[Stored data]
________

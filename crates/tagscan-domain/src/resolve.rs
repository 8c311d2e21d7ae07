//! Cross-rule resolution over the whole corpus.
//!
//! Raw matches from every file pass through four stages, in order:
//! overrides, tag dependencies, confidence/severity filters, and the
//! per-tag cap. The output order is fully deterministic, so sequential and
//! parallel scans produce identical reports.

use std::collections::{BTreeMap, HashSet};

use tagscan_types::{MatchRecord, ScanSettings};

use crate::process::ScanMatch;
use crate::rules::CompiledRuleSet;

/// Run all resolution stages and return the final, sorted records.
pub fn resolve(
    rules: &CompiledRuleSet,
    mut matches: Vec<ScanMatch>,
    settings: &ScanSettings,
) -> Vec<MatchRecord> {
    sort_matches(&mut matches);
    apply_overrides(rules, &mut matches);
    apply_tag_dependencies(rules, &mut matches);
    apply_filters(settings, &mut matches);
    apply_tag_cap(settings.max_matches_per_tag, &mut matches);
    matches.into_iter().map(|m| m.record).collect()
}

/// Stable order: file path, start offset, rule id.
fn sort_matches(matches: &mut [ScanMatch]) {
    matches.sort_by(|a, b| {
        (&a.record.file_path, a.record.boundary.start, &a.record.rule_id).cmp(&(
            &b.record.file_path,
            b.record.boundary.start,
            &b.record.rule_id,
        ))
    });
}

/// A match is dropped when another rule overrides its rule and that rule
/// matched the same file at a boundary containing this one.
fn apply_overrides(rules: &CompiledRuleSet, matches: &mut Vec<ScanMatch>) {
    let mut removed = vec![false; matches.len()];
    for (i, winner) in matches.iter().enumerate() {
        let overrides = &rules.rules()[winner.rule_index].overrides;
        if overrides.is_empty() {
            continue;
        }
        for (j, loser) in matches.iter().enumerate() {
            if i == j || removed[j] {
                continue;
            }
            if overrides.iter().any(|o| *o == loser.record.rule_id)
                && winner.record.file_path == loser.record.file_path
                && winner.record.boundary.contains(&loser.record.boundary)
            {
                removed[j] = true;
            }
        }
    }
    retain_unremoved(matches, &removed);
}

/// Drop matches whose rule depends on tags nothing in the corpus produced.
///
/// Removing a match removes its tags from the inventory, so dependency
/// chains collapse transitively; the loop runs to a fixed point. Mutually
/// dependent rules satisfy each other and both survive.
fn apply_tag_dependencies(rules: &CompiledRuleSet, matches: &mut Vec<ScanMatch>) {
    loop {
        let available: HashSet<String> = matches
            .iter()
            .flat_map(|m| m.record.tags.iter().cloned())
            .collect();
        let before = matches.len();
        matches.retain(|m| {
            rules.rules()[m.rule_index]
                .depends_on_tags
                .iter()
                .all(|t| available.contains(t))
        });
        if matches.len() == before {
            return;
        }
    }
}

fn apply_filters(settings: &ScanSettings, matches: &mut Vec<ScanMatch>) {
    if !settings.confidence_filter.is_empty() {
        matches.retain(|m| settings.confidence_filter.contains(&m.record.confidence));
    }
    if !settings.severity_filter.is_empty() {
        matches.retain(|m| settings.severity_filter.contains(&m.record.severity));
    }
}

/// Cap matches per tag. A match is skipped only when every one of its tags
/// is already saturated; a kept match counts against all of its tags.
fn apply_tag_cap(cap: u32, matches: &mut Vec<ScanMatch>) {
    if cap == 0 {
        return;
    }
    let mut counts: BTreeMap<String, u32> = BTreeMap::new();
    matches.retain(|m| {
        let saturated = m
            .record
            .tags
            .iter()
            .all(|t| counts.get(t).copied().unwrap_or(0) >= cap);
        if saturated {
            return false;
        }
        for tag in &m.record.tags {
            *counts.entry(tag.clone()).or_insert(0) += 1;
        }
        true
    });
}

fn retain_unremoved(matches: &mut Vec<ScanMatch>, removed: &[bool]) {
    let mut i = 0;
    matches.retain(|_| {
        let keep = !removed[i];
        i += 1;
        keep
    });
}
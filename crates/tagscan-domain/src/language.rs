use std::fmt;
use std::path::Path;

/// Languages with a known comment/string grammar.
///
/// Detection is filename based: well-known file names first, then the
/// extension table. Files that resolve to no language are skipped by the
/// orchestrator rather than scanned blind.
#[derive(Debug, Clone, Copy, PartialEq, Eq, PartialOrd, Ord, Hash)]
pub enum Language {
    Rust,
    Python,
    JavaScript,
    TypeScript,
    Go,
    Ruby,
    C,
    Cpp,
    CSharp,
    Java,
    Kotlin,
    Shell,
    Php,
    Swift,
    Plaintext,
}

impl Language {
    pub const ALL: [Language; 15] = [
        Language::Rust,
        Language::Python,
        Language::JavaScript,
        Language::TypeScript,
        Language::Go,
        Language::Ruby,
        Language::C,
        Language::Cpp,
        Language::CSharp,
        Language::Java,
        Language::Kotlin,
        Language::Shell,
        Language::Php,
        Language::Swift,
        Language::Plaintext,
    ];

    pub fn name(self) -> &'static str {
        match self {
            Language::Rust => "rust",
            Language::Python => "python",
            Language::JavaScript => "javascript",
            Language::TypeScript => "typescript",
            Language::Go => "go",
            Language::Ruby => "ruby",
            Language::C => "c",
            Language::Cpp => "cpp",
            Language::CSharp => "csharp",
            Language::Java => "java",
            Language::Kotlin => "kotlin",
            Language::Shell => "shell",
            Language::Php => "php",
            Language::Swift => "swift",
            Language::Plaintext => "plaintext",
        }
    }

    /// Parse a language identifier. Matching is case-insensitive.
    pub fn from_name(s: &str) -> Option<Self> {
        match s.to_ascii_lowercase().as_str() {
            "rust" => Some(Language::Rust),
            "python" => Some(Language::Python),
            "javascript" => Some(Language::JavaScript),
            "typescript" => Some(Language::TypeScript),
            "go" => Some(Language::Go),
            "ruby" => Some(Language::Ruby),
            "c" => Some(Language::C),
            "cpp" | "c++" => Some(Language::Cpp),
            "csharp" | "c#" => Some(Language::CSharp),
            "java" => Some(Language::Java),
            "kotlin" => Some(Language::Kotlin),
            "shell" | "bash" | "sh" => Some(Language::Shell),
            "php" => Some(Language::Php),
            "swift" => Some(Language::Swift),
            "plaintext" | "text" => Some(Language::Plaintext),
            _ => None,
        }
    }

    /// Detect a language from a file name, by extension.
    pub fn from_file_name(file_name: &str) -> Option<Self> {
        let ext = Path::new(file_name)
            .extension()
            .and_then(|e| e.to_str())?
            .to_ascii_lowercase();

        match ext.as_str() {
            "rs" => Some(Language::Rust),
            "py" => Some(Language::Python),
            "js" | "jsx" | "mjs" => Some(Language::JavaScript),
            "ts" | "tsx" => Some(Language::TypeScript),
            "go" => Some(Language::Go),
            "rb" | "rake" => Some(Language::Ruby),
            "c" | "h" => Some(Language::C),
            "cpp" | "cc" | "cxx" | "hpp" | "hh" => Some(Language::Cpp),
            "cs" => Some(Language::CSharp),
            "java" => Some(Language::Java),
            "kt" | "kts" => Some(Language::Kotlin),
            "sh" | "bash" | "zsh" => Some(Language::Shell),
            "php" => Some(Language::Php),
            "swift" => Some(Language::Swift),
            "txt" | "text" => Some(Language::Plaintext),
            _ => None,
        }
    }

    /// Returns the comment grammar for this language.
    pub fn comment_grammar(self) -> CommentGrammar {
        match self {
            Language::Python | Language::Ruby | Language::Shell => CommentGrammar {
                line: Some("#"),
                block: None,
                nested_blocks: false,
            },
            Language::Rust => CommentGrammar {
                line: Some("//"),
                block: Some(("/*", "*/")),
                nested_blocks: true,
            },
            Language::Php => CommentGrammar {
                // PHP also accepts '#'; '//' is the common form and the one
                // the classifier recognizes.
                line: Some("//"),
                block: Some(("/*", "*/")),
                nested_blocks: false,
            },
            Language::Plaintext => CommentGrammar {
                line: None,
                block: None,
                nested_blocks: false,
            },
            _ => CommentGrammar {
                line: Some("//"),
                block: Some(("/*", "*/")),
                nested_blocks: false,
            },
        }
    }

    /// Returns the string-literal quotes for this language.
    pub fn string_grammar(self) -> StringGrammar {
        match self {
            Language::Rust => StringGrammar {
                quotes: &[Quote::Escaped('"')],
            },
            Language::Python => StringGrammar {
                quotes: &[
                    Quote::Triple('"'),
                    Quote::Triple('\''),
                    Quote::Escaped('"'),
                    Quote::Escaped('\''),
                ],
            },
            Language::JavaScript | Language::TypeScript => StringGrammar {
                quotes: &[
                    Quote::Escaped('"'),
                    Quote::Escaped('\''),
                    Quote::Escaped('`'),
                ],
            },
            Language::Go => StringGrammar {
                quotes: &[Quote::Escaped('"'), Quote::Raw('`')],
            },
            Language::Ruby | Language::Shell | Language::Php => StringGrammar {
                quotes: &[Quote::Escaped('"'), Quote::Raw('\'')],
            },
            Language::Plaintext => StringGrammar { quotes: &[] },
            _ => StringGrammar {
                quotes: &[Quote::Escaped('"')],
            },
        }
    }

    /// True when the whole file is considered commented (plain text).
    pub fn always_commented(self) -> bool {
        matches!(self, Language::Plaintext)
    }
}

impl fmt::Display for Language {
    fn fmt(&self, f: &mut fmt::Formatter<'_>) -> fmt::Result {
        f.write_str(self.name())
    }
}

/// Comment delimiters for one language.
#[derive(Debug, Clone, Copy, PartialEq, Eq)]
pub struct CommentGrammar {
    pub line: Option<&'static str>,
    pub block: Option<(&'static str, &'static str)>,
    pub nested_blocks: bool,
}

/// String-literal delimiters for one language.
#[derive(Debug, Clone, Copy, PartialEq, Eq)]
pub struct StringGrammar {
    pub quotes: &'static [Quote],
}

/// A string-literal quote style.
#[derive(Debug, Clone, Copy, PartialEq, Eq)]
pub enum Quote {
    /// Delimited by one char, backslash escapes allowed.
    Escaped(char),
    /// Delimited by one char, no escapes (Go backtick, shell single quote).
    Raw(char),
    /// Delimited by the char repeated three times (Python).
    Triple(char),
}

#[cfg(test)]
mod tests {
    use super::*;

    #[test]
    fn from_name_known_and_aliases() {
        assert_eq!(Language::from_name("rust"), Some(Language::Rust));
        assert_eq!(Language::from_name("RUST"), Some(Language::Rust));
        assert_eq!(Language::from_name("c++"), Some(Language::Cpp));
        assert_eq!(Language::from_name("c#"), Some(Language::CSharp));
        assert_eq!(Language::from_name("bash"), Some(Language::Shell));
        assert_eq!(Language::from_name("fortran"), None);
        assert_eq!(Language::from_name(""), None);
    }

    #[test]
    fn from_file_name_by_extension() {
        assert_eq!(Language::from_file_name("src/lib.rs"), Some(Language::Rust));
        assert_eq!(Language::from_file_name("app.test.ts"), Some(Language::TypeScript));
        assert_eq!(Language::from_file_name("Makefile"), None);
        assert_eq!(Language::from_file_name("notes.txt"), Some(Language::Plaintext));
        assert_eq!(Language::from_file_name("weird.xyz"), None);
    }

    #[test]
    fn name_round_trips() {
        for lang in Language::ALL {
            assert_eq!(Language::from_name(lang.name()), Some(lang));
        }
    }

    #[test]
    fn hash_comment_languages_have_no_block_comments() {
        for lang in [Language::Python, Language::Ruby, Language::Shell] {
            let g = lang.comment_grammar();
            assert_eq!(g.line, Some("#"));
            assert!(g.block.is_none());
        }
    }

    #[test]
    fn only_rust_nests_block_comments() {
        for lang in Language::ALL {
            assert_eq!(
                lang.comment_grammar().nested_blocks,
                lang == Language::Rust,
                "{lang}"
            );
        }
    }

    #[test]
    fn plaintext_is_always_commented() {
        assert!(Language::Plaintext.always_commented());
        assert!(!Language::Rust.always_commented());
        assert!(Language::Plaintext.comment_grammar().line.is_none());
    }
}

________

Return, exactly as they stand, the lines from the start of the records above through the line with "if overrides.iter().any(|o| *o", both ends included, and no other lines.

filename crates/tagscan-domain/src/resolve.rs
repository 8c311d2e21d7ae07
//! Cross-rule resolution over the whole corpus.
//!
//! Raw matches from every file pass through four stages, in order:
//! overrides, tag dependencies, confidence/severity filters, and the
//! per-tag cap. The output order is fully deterministic, so sequential and
//! parallel scans produce identical reports.

use std::collections::{BTreeMap, HashSet};

use tagscan_types::{MatchRecord, ScanSettings};

use crate::process::ScanMatch;
use crate::rules::CompiledRuleSet;

/// Run all resolution stages and return the final, sorted records.
pub fn resolve(
    rules: &CompiledRuleSet,
    mut matches: Vec<ScanMatch>,
    settings: &ScanSettings,
) -> Vec<MatchRecord> {
    sort_matches(&mut matches);
    apply_overrides(rules, &mut matches);
    apply_tag_dependencies(rules, &mut matches);
    apply_filters(settings, &mut matches);
    apply_tag_cap(settings.max_matches_per_tag, &mut matches);
    matches.into_iter().map(|m| m.record).collect()
}

/// Stable order: file path, start offset, rule id.
fn sort_matches(matches: &mut [ScanMatch]) {
    matches.sort_by(|a, b| {
        (&a.record.file_path, a.record.boundary.start, &a.record.rule_id).cmp(&(
            &b.record.file_path,
            b.record.boundary.start,
            &b.record.rule_id,
        ))
    });
}

/// A match is dropped when another rule overrides its rule and that rule
/// matched the same file at a boundary containing this one.
fn apply_overrides(rules: &CompiledRuleSet, matches: &mut Vec<ScanMatch>) {
    let mut removed = vec![false; matches.len()];
    for (i, winner) in matches.iter().enumerate() {
        let overrides = &rules.rules()[winner.rule_index].overrides;
        if overrides.is_empty() {
            continue;
        }
        for (j, loser) in matches.iter().enumerate() {
            if i == j || removed[j] {
                continue;
            }
            if overrides.iter().any(|o| *o == loser.record.rule_id)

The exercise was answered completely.